Aymeri de Montesquiou, maire gascon emblématique, ne se représentera pas en 2026

Aymeri de Montesquiou, figure politique bien connue et maire de la commune de Marsan depuis 1976, a annoncé qu’il ne se présenterait pas aux élections municipales de 2026. À 83 ans, cet ancien sénateur et descendant revendiqué du célèbre d’Artagnan tire sa révérence après une carrière marquée par près de cinquante ans de service.

EN BREF

  • Aymeri de Montesquiou, maire de Marsan depuis 1976, ne se représentera pas en 2026.
  • Ancien sénateur et député, il est le descendant revendiqué de d’Artagnan.
  • Son mandat a été marqué par des déboires judiciaires récents.

Élu à la tête de Marsan, un village gascon de 464 habitants, Aymeri de Montesquiou a pris ses fonctions suite au décès de son père, qui avait occupé la mairie pendant plus de deux décennies. Son long parcours politique s’est également accompagné de plusieurs mandats à des niveaux national et européen. En plus de son rôle de maire, il a été conseiller départemental, député européen, député et sénateur, représentant les intérêts de sa région au sein de différentes instances.
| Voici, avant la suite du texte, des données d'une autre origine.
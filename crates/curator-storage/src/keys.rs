//! Key encoding and decoding for the storage layer.
//!
//! - quotes: `quote:{article_id}:{quote_id}` so one article's quotes share a prefix
//! - categories: `category:{category_id}`
//! - history: `hist:{timestamp_ms:013}:{ulid}` so a lookback is a range scan

use ulid::Ulid;

use crate::error::StorageError;

fn check_segment(kind: &str, value: &str) -> Result<(), StorageError> {
    if value.is_empty() || value.contains(':') {
        return Err(StorageError::Key(format!(
            "{} must be non-empty and must not contain ':': {:?}",
            kind, value
        )));
    }
    Ok(())
}

/// Key for a quote
/// Format: quote:{article_id}:{quote_id}
#[derive(Debug, Clone, PartialEq, Eq)]
pub struct QuoteKey {
    pub article_id: String,
    pub quote_id: String,
}

impl QuoteKey {
    pub fn new(article_id: &str, quote_id: &str) -> Result<Self, StorageError> {
        check_segment("article_id", article_id)?;
        check_segment("quote_id", quote_id)?;
        Ok(Self {
            article_id: article_id.to_string(),
            quote_id: quote_id.to_string(),
        })
    }

    pub fn to_bytes(&self) -> Vec<u8> {
        format!("quote:{}:{}", self.article_id, self.quote_id).into_bytes()
    }

    /// Decode key from bytes
    pub fn from_bytes(bytes: &[u8]) -> Result<Self, StorageError> {
        let s = std::str::from_utf8(bytes)
            .map_err(|e| StorageError::Key(format!("Invalid UTF-8: {}", e)))?;
        let parts: Vec<&str> = s.split(':').collect();
        if parts.len() != 3 || parts[0] != "quote" {
            return Err(StorageError::Key(format!("Invalid quote key format: {}", s)));
        }
        Self::new(parts[1], parts[2])
    }

    /// Prefix covering every quote
    pub fn prefix_all() -> Vec<u8> {
        b"quote:".to_vec()
    }

    /// Prefix covering one article's quotes
    pub fn prefix_for_article(article_id: &str) -> Result<Vec<u8>, StorageError> {
        check_segment("article_id", article_id)?;
        Ok(format!("quote:{}:", article_id).into_bytes())
    }
}

/// Key for a category
/// Format: category:{category_id}
#[derive(Debug, Clone, PartialEq, Eq)]
pub struct CategoryKey {
    pub category_id: String,
}

impl CategoryKey {
    pub fn new(category_id: impl Into<String>) -> Self {
        Self {
            category_id: category_id.into(),
        }
    }

    pub fn to_bytes(&self) -> Vec<u8> {
        format!("category:{}", self.category_id).into_bytes()
    }

    pub fn prefix_all() -> Vec<u8> {
        b"category:".to_vec()
    }
}

/// Key for a history entry
/// Format: hist:{timestamp_ms:013}:{ulid}
#[derive(Debug, Clone, PartialEq, Eq)]
pub struct HistoryKey {
    /// Delivery time in milliseconds
    pub timestamp_ms: i64,
    /// Entry id
    pub ulid: Ulid,
}

impl HistoryKey {
    pub fn new(timestamp_ms: i64, ulid: Ulid) -> Self {
        Self {
            timestamp_ms: timestamp_ms.max(0),
            ulid,
        }
    }

    /// Build a key from an entry id string and its delivery time.
    pub fn from_entry(timestamp_ms: i64, entry_id: &str) -> Result<Self, StorageError> {
        let ulid: Ulid = entry_id
            .parse()
            .map_err(|e| StorageError::Key(format!("Invalid entry_id ULID: {}", e)))?;
        Ok(Self::new(timestamp_ms, ulid))
    }

    /// Encode key to bytes for storage
    pub fn to_bytes(&self) -> Vec<u8> {
        // Zero-pad timestamp to 13 digits for lexicographic sorting
        format!("hist:{:013}:{}", self.timestamp_ms, self.ulid).into_bytes()
    }

    /// Decode key from bytes
    pub fn from_bytes(bytes: &[u8]) -> Result<Self, StorageError> {
        let s = std::str::from_utf8(bytes)
            .map_err(|e| StorageError::Key(format!("Invalid UTF-8: {}", e)))?;
        let parts: Vec<&str> = s.split(':').collect();
        if parts.len() != 3 || parts[0] != "hist" {
            return Err(StorageError::Key(format!("Invalid history key format: {}", s)));
        }
        let timestamp_ms: i64 = parts[1]
            .parse()
            .map_err(|e| StorageError::Key(format!("Invalid timestamp: {}", e)))?;
        let ulid: Ulid = parts[2]
            .parse()
            .map_err(|e| StorageError::Key(format!("Invalid ULID: {}", e)))?;
        Ok(Self { timestamp_ms, ulid })
    }

    /// Scan start for entries at or after `start_ms`
    pub fn prefix_start(start_ms: i64) -> Vec<u8> {
        format!("hist:{:013}:", start_ms.max(0)).into_bytes()
    }

    pub fn prefix_all() -> Vec<u8> {
        b"hist:".to_vec()
    }
}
Ce choix de ne pas se représenter a été justifié par l’élu lui-même : « Je frôle les cinquante ans de mairie, il ne faut pas avoir l’air de s’accrocher (…) C’est une décision qui me semble de bon sens », a-t-il déclaré à l’AFP. Néanmoins, il figurerait en dernière position sur la liste unique qui se présentera lors des prochaines élections municipales.

Un parcours politique riche et tumultueux

Aymeri de Montesquiou est également connu pour ses controverses. Sa carrière a été entachée par plusieurs affaires judiciaires, dont le célèbre Kazakhgate, une affaire de corruption liée à des contrats avec le Kazakhstan en 2010. Plus récemment, il a fait face à des accusations de fraude fiscale aggravée et de blanchiment, avec un jugement attendu en mai prochain.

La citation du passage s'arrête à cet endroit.